* TASK OBJECTIVE *
If a line in the data below contains the word "demand", copy it out.

_____

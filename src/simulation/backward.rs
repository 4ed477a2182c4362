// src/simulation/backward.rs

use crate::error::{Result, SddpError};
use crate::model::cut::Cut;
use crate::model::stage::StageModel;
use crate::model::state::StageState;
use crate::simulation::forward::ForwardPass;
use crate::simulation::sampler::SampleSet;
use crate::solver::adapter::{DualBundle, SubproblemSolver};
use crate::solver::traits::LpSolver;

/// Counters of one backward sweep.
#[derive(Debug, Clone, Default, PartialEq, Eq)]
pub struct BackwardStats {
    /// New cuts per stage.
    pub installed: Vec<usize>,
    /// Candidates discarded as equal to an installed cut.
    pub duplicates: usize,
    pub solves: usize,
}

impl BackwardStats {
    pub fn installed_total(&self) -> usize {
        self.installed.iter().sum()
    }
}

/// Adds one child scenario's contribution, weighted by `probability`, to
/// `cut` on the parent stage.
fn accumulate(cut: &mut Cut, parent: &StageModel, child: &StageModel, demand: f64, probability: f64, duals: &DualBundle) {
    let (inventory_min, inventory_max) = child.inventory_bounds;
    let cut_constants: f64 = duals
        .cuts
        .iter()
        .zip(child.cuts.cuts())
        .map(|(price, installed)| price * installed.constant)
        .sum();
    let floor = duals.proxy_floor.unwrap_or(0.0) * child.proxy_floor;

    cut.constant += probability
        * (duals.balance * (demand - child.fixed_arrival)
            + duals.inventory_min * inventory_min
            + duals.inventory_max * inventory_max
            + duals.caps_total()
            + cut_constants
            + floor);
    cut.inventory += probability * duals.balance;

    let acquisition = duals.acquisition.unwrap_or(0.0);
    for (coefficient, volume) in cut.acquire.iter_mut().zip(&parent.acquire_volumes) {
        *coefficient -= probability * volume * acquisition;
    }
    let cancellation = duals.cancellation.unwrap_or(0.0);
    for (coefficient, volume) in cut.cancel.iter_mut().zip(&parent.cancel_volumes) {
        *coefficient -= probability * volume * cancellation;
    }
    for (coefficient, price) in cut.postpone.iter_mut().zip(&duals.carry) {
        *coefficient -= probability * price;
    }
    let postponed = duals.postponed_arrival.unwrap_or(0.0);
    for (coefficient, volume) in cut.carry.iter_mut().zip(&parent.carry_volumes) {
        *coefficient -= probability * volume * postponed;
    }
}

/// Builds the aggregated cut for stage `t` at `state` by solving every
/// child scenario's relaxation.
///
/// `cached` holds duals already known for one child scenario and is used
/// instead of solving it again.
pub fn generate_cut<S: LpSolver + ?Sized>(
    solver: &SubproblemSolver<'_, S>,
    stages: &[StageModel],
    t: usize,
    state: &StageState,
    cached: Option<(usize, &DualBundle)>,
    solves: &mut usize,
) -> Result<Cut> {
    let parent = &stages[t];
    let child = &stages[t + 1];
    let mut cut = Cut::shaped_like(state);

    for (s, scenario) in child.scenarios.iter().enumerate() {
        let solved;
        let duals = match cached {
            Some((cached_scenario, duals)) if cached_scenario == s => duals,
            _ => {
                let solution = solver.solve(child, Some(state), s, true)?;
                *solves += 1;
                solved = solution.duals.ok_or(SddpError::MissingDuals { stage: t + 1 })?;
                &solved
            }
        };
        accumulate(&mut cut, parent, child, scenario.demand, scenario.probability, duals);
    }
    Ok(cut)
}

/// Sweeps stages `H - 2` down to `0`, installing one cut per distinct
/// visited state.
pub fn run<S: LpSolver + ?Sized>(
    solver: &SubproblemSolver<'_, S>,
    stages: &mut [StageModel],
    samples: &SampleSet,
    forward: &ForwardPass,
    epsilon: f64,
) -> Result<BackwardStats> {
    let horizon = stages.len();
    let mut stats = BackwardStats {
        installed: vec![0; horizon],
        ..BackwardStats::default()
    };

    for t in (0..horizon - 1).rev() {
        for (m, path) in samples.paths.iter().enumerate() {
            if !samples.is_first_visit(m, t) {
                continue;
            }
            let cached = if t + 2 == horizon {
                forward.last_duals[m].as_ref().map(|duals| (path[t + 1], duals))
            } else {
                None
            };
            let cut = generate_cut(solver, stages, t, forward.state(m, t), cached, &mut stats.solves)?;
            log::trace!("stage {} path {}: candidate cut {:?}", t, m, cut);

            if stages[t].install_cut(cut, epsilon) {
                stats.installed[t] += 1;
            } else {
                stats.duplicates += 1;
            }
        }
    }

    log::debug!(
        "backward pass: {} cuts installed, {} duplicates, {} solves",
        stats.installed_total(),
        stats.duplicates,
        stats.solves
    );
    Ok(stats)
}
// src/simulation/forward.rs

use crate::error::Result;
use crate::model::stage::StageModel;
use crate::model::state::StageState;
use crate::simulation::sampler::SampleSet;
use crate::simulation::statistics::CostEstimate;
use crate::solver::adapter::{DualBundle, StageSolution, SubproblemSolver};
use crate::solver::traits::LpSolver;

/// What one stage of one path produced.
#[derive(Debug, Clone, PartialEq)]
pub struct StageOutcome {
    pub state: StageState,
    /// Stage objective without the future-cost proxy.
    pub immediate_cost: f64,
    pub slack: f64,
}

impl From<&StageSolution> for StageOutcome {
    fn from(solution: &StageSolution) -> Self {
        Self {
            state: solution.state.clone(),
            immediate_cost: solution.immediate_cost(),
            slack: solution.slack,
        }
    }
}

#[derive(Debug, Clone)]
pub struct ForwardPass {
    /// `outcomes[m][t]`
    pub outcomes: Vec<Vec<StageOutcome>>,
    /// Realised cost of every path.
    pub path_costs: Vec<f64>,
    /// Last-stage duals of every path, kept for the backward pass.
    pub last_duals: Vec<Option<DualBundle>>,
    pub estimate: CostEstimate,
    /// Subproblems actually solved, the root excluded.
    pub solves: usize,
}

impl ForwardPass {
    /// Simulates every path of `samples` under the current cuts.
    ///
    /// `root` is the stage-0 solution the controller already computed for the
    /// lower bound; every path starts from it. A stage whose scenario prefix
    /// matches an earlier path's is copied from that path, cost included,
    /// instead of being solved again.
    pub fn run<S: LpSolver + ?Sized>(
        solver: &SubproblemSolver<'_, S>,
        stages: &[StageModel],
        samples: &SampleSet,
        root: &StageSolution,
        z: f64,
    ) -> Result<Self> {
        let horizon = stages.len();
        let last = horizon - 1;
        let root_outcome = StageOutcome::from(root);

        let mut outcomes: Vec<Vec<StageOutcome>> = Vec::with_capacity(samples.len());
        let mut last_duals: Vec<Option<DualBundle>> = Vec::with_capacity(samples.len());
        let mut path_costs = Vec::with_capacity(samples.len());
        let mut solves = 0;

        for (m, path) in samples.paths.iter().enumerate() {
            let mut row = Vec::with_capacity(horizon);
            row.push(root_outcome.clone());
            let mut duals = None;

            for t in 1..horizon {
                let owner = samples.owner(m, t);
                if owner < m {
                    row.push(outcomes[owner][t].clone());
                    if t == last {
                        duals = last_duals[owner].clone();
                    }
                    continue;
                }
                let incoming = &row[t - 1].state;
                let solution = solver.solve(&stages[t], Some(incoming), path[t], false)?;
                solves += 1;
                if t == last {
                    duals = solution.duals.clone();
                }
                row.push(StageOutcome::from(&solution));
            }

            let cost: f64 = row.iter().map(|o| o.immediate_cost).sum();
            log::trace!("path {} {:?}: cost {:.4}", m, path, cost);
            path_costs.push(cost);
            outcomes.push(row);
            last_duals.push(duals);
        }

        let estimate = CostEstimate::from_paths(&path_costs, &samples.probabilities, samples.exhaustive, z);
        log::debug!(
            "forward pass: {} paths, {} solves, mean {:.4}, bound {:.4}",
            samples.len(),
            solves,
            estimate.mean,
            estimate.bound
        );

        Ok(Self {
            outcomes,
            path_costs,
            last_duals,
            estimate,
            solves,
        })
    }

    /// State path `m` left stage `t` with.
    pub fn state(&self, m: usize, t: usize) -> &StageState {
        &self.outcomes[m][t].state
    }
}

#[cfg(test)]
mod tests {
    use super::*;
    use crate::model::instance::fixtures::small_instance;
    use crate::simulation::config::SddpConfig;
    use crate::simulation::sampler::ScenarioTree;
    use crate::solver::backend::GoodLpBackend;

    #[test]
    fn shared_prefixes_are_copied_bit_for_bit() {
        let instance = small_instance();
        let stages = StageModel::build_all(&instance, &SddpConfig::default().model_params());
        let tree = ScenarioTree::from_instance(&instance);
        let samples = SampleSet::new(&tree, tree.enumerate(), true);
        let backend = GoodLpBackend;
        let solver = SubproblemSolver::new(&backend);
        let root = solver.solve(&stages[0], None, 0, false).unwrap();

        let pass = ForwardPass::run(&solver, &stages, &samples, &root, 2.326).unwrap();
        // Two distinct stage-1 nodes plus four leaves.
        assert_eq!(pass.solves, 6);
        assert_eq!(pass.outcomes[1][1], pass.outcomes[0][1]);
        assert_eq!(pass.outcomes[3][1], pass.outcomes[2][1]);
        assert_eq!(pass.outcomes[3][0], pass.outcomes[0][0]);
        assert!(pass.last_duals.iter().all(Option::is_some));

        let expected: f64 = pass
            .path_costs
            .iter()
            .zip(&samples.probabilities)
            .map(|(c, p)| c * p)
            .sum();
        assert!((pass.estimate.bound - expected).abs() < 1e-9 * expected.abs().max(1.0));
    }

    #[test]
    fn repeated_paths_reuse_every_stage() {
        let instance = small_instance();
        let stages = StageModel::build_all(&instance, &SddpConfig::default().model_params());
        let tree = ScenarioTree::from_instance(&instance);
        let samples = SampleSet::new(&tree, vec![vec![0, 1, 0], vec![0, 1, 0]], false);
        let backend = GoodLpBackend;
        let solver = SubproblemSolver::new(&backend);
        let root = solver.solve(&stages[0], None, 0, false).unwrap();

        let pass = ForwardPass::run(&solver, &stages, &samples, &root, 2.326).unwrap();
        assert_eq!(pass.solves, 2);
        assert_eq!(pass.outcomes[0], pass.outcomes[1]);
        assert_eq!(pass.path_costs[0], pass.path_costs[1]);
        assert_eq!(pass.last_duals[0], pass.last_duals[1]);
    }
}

_____

* EXPECTED OUTPUT *
fn accumulate(cut: &mut Cut, parent: &StageModel, child: &StageModel, demand: f64, probability: f64, duals: &DualBundle) {
        * (duals.balance * (demand - child.fixed_arrival)
        accumulate(&mut cut, parent, child, scenario.demand, scenario.probability, duals);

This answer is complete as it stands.